*** EXTRACTED ENTRIES Section Begins ***

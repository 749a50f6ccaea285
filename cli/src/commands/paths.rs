// Copyright (c) 2026 100monkeys.ai
// SPDX-License-Identifier: AGPL-3.0

//! Print the names and storage paths derived for a gear.

use anyhow::{Context, Result};
use clap::Args;
use colored::Colorize;
use std::path::PathBuf;

use gears_orchestrator_core::domain::identifier::{Fingerprint, Identifier};
use gears_orchestrator_core::domain::node_config::NodeConfigManifest;
use gears_orchestrator_core::domain::paths::{GearPaths, GitAccess};

#[derive(Args)]
pub struct PathsArgs {
    /// Gear identifier (4-32 hex characters)
    #[arg(value_name = "ID")]
    pub id: String,

    /// Hex-encoded key fingerprint; adds the access and key paths
    #[arg(long, value_name = "HEX")]
    pub fingerprint: Option<String>,
}

pub async fn handle_command(args: PathsArgs, config_override: Option<PathBuf>) -> Result<()> {
    let id = Identifier::new(args.id).context("Invalid gear identifier")?;
    let fingerprint = args
        .fingerprint
        .as_deref()
        .map(Fingerprint::from_hex)
        .transpose()
        .context("Fingerprint must be hex encoded")?;

    let config = NodeConfigManifest::load_or_default(config_override)
        .context("Failed to load configuration")?;
    let paths = config.spec.storage.paths();

    for (label, value) in describe(&paths, &id, fingerprint.as_ref()) {
        println!("{:<18} {}", format!("{}:", label).bold(), value);
    }
    Ok(())
}

/// Labelled names and paths for `id`, in display order.
pub fn describe(
    paths: &GearPaths,
    id: &Identifier,
    fingerprint: Option<&Fingerprint>,
) -> Vec<(&'static str, String)> {
    let mut rows = vec![
        ("Unit", id.unit_name()),
        ("Job unit", id.job_unit_name()),
        ("Unit file", paths.unit_path_for(id).display().to_string()),
        ("Repository", paths.repository_path_for(id).display().to_string()),
        ("Environment", paths.environment_path_for(id).display().to_string()),
        ("Ports", paths.port_description_path_for(id).display().to_string()),
    ];

    if let Some(fingerprint) = fingerprint {
        rows.extend([
            ("Key name", fingerprint.to_short_name()),
            (
                "Git read access",
                paths
                    .git_access_path_for(id, fingerprint, GitAccess::Read)
                    .display()
                    .to_string(),
            ),
            (
                "Git write access",
                paths
                    .git_access_path_for(id, fingerprint, GitAccess::Write)
                    .display()
                    .to_string(),
            ),
            (
                "SSH access",
                paths.ssh_access_path_for(id, fingerprint).display().to_string(),
            ),
            (
                "Public key",
                paths.public_key_path_for(fingerprint).display().to_string(),
            ),
        ]);
    }
    rows
}

#[cfg(test)]
mod tests {
    use super::*;

    #[test]
    fn test_describe_without_fingerprint() {
        let paths = GearPaths::new("/var/lib/gears");
        let id = Identifier::new("abcd1234").unwrap();

        let rows = describe(&paths, &id, None);
        assert_eq!(rows.len(), 6);
        assert_eq!(rows[0], ("Unit", "gear-abcd1234.service".to_string()));
        assert_eq!(rows[1], ("Job unit", "job-abcd1234.service".to_string()));
        assert_eq!(
            rows[3],
            ("Repository", "/var/lib/gears/git/abcd1234".to_string())
        );
    }

    #[test]
    fn test_describe_with_fingerprint() {
        let paths = GearPaths::new("/var/lib/gears");
        let id = Identifier::new("abcd1234").unwrap();
        let fingerprint = Fingerprint::from_hex("01b0b5").unwrap();

        let rows = describe(&paths, &id, Some(&fingerprint));
        assert_eq!(rows.len(), 11);
        assert_eq!(rows[6], ("Key name", "AbC1".to_string()));
        assert!(rows[7].1.starts_with("/var/lib/gears/access/git/"));
        assert_ne!(rows[7].1, rows[8].1);
    }
}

*** EXTRACTED ENTRIES Section Ends ***

• [THE PROBLEM]:
Your answer must be the lines above, unchanged, from the first one through the line that holds "let paths = config.spec.storage.paths();", inclusive, and no others.

• [EXERCISE RESULT]:
repository 749a50f6ccaea285
filename cli/src/commands/paths.rs
// Copyright (c) 2026 100monkeys.ai
// SPDX-License-Identifier: AGPL-3.0

//! Print the names and storage paths derived for a gear.

use anyhow::{Context, Result};
use clap::Args;
use colored::Colorize;
use std::path::PathBuf;

use gears_orchestrator_core::domain::identifier::{Fingerprint, Identifier};
use gears_orchestrator_core::domain::node_config::NodeConfigManifest;
use gears_orchestrator_core::domain::paths::{GearPaths, GitAccess};

#[derive(Args)]
pub struct PathsArgs {
    /// Gear identifier (4-32 hex characters)
    #[arg(value_name = "ID")]
    pub id: String,

    /// Hex-encoded key fingerprint; adds the access and key paths
    #[arg(long, value_name = "HEX")]
    pub fingerprint: Option<String>,
}

pub async fn handle_command(args: PathsArgs, config_override: Option<PathBuf>) -> Result<()> {
    let id = Identifier::new(args.id).context("Invalid gear identifier")?;
    let fingerprint = args
        .fingerprint
        .as_deref()
        .map(Fingerprint::from_hex)
        .transpose()
        .context("Fingerprint must be hex encoded")?;

    let config = NodeConfigManifest::load_or_default(config_override)
        .context("Failed to load configuration")?;
    let paths = config.spec.storage.paths();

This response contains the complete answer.